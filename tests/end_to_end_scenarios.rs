//! End-to-end scenarios covering a full trace's arithmetic-mean whole
//! estimate, a percentile prediction, a best-fit-linear prediction,
//! systematic sampling's retention trim, schema drift aborting a trace, and
//! pub/sub fan-out with a lagged subscriber.

use std::sync::Arc;
use std::time::Duration;

use async_trait::async_trait;
use pbars_errors::PbarsError;
use pbars_hotstore::{DurableStore, HotStore, InMemoryDurableStore, InMemoryHotStore};
use pbars_ids::{BarId, IdGenerator, VirtualClock};
use pbars_intake::{IntakeEngine, StepEvent};
use pbars_predictor::{ols, percentile, PredictorEngine};
use pbars_pubsub::{SubscriptionEvent, TraceSubscription};
use pbars_sampling::{Decision, SamplingEngine};
use pbars_schema::{
    BarSchema, CachedRegistry, SamplingConfig, SamplingTechnique, SchemaSource, StepSpec, Technique,
    DEFAULT_IDLE_BOUND_SECONDS,
};

struct FixedSource(BarSchema);

#[async_trait]
impl SchemaSource for FixedSource {
    async fn fetch(&self, _owner: &str, _bar_name: &str) -> Result<BarSchema, PbarsError> {
        Ok(self.0.clone())
    }
}

fn three_step_schema(r#gen: &IdGenerator, default_technique: Technique) -> BarSchema {
    let default_spec = StepSpec::new(0, "default", false, default_technique).unwrap();
    let s1 = StepSpec::new(1, "s1", false, Technique::ArithmeticMean).unwrap();
    let s2 = StepSpec::new(2, "s2", false, Technique::ArithmeticMean).unwrap();
    let s3 = StepSpec::new(3, "s3", false, Technique::ArithmeticMean).unwrap();
    BarSchema::new(
        BarId(r#gen.next()),
        "acme",
        "release",
        1,
        SamplingConfig {
            max_count: 100,
            max_age_seconds: None,
            technique: SamplingTechnique::Systematic,
        },
        DEFAULT_IDLE_BOUND_SECONDS,
        default_spec,
        vec![s1, s2, s3],
    )
    .unwrap()
}

/// Scenario 1: three one-off steps, arithmetic_mean default. s1=[1,2,3],
/// s2=[10,10,10], s3=[4,5,6] → whole-trace estimate = 2 + 10 + 5 = 17.
#[tokio::test]
async fn whole_trace_estimate_sums_per_step_means() {
    let r#gen = IdGenerator::new();
    let schema = three_step_schema(&r#gen, Technique::ArithmeticMean);
    let durable = Arc::new(InMemoryDurableStore::new());
    let predictor = PredictorEngine::new(durable);

    let s1_samples = [1.0, 2.0, 3.0];
    let s2_samples = [10.0, 10.0, 10.0];
    let s3_samples = [4.0, 5.0, 6.0];

    for i in 0..3 {
        let trace = pbars_hotstore::DurableTrace {
            trace_uid: r#gen.next_trace_id(),
            bar_id: schema.bar_id,
            version: schema.version,
            created_at: f64::from(i),
            steps: vec![
                pbars_hotstore::DurableTraceStep {
                    position: 1,
                    iterations: None,
                    started_at: 0.0,
                    finished_at: s1_samples[i as usize],
                },
                pbars_hotstore::DurableTraceStep {
                    position: 2,
                    iterations: None,
                    started_at: 0.0,
                    finished_at: s2_samples[i as usize],
                },
                pbars_hotstore::DurableTraceStep {
                    position: 3,
                    iterations: None,
                    started_at: 0.0,
                    finished_at: s3_samples[i as usize],
                },
            ],
        };
        predictor.retain(&schema, trace).await.unwrap();
    }

    let whole = predictor.predict_whole(&schema, 100.0).await.unwrap();
    assert!((whole.unwrap() - 17.0).abs() < 1e-9);
}

/// Scenario 2: percentile-90 on samples [1..10] → prediction = 9.
#[test]
fn percentile_90_on_ten_samples_is_nine() {
    let samples: Vec<f64> = (1..=10).map(f64::from).collect();
    assert_eq!(percentile(&samples, 90), Some(9.0));
}

/// Scenario 3: best-fit linear on (n, t) = (1,2),(2,3),(3,4),(4,5) → a=1,
/// b=1; prediction at n=10 = 11.
#[test]
fn best_fit_linear_predicts_along_the_fitted_line() {
    let pairs = [(1.0, 2.0), (2.0, 3.0), (3.0, 4.0), (4.0, 5.0)];
    let (slope, intercept) = ols(&pairs).unwrap();
    assert!((slope - 1.0).abs() < 1e-9);
    assert!((intercept - 1.0).abs() < 1e-9);
    assert!((slope * 10.0 + intercept - 11.0).abs() < 1e-9);
}

/// Scenario 4: systematic sampling, N=2, A=10s. Traces complete at
/// t=0,3,5,8,11 → retained set ends up as {t=5, t=11} after eviction.
#[tokio::test]
async fn systematic_sampling_trims_to_the_two_most_recent() {
    let r#gen = IdGenerator::new();
    let default_spec = StepSpec::new(0, "default", false, Technique::ArithmeticMean).unwrap();
    let only = StepSpec::new(1, "only", false, Technique::ArithmeticMean).unwrap();
    let schema = BarSchema::new(
        BarId(r#gen.next()),
        "acme",
        "release",
        1,
        SamplingConfig {
            max_count: 2,
            max_age_seconds: Some(10.0),
            technique: SamplingTechnique::Systematic,
        },
        DEFAULT_IDLE_BOUND_SECONDS,
        default_spec,
        vec![only],
    )
    .unwrap();

    let durable = Arc::new(InMemoryDurableStore::new());
    let hotstore: Arc<dyn HotStore> = Arc::new(InMemoryHotStore::new());
    let predictor = Arc::new(PredictorEngine::new(durable.clone()));
    let clock = VirtualClock::new(0.0);
    let sampling = SamplingEngine::new(durable.clone(), hotstore, predictor, clock);

    let mut decisions = Vec::new();
    for t in [0.0, 3.0, 5.0, 8.0, 11.0] {
        let trace = pbars_intake::CompletedTrace {
            owner: schema.owner.clone(),
            bar_name: schema.bar_name.clone(),
            trace_uid: r#gen.next_trace_id(),
            schema: schema.clone(),
            steps: vec![pbars_intake::CompletedTraceStep {
                position: 1,
                iterations: None,
                started_at: t - 1.0,
                finished_at: t,
            }],
        };
        decisions.push(sampling.consider(&trace).await.unwrap());
    }
    assert_eq!(
        decisions,
        vec![
            Decision::Retained,
            Decision::Dropped,
            Decision::Retained,
            Decision::Dropped,
            Decision::Retained,
        ]
    );

    assert_eq!(durable.retained_count(schema.bar_id, schema.version).await.unwrap(), 2);
    let retained = durable.scan_retained(schema.bar_id, schema.version, 0.0).await.unwrap();
    let mut created_ats: Vec<f64> = retained.iter().map(|t| t.created_at).collect();
    created_ats.sort_by(f64::total_cmp);
    assert_eq!(created_ats, vec![4.0, 10.0]);
}

/// Scenario 5: bar has steps [A, B]; an incoming trace starts A correctly
/// then sends step name "C" at position 2 → the trace aborts with
/// SchemaDrift and no step is persisted in the hot store.
#[tokio::test]
async fn mismatched_step_name_aborts_the_trace_with_schema_drift() {
    let r#gen = IdGenerator::new();
    let default_spec = StepSpec::new(0, "default", false, Technique::ArithmeticMean).unwrap();
    let a = StepSpec::new(1, "A", false, Technique::ArithmeticMean).unwrap();
    let b = StepSpec::new(2, "B", false, Technique::ArithmeticMean).unwrap();
    let schema = BarSchema::new(
        BarId(r#gen.next()),
        "acme",
        "release",
        1,
        SamplingConfig {
            max_count: 10,
            max_age_seconds: None,
            technique: SamplingTechnique::Systematic,
        },
        DEFAULT_IDLE_BOUND_SECONDS,
        default_spec,
        vec![a, b],
    )
    .unwrap();

    let hotstore = Arc::new(InMemoryHotStore::new());
    let registry = Arc::new(CachedRegistry::new(FixedSource(schema)));
    let clock = VirtualClock::new(0.0);
    let engine = IntakeEngine::new(hotstore.clone(), registry, clock.clone());
    let trace_uid = r#gen.next_trace_id();

    engine
        .handle_event(
            "acme",
            "release",
            trace_uid,
            StepEvent::StepStart {
                position: 1,
                step_name: "A".to_string(),
                iterations: None,
            },
        )
        .await
        .unwrap();
    clock.advance(1.0);
    engine
        .handle_event("acme", "release", trace_uid, StepEvent::StepFinish { position: 1 })
        .await
        .unwrap();

    clock.advance(1.0);
    let err = engine
        .handle_event(
            "acme",
            "release",
            trace_uid,
            StepEvent::StepStart {
                position: 2,
                step_name: "C".to_string(),
                iterations: None,
            },
        )
        .await
        .unwrap_err();
    assert!(matches!(err, PbarsError::SchemaDrift(_)));

    let step2 = hotstore.get_step("acme", "release", trace_uid, 2).await.unwrap();
    assert!(step2.is_none());
}

/// Scenario 6: two subscribers on the same trace observe three mutations;
/// a subscriber whose bounded queue overflows is marked lagged.
#[tokio::test]
async fn two_subscribers_see_updates_and_a_lagged_one_is_flagged() {
    let store = Arc::new(InMemoryHotStore::new());
    let trace_uid = IdGenerator::new().next_trace_id();

    let mut sub_a = TraceSubscription::subscribe(store.as_ref(), "acme", "release", trace_uid, Duration::from_secs(5));
    let mut sub_b = TraceSubscription::subscribe(store.as_ref(), "acme", "release", trace_uid, Duration::from_secs(5));

    for _ in 0..3 {
        store
            .publish_trace_update(pbars_hotstore::TraceUpdate {
                owner: "acme".to_string(),
                bar_name: "release".to_string(),
                trace_uid,
            })
            .await
            .unwrap();
    }

    for _ in 0..3 {
        assert!(matches!(sub_a.recv().await, Some(SubscriptionEvent::Update(_))));
        assert!(matches!(sub_b.recv().await, Some(SubscriptionEvent::Update(_))));
    }

    let mut overflow_sub =
        TraceSubscription::subscribe(store.as_ref(), "acme", "release", trace_uid, Duration::from_secs(5));
    for _ in 0..100 {
        store
            .publish_trace_update(pbars_hotstore::TraceUpdate {
                owner: "acme".to_string(),
                bar_name: "release".to_string(),
                trace_uid,
            })
            .await
            .unwrap();
    }
    assert!(matches!(overflow_sub.recv().await, Some(SubscriptionEvent::Lagged { .. })));
}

> [Goal of the exercise]: If a line in the listing contains the string "self", copy it.

> [Your response]:
    async fn fetch(&self, _owner: &str, _bar_name: &str) -> Result<BarSchema, PbarsError> {
        Ok(self.0.clone())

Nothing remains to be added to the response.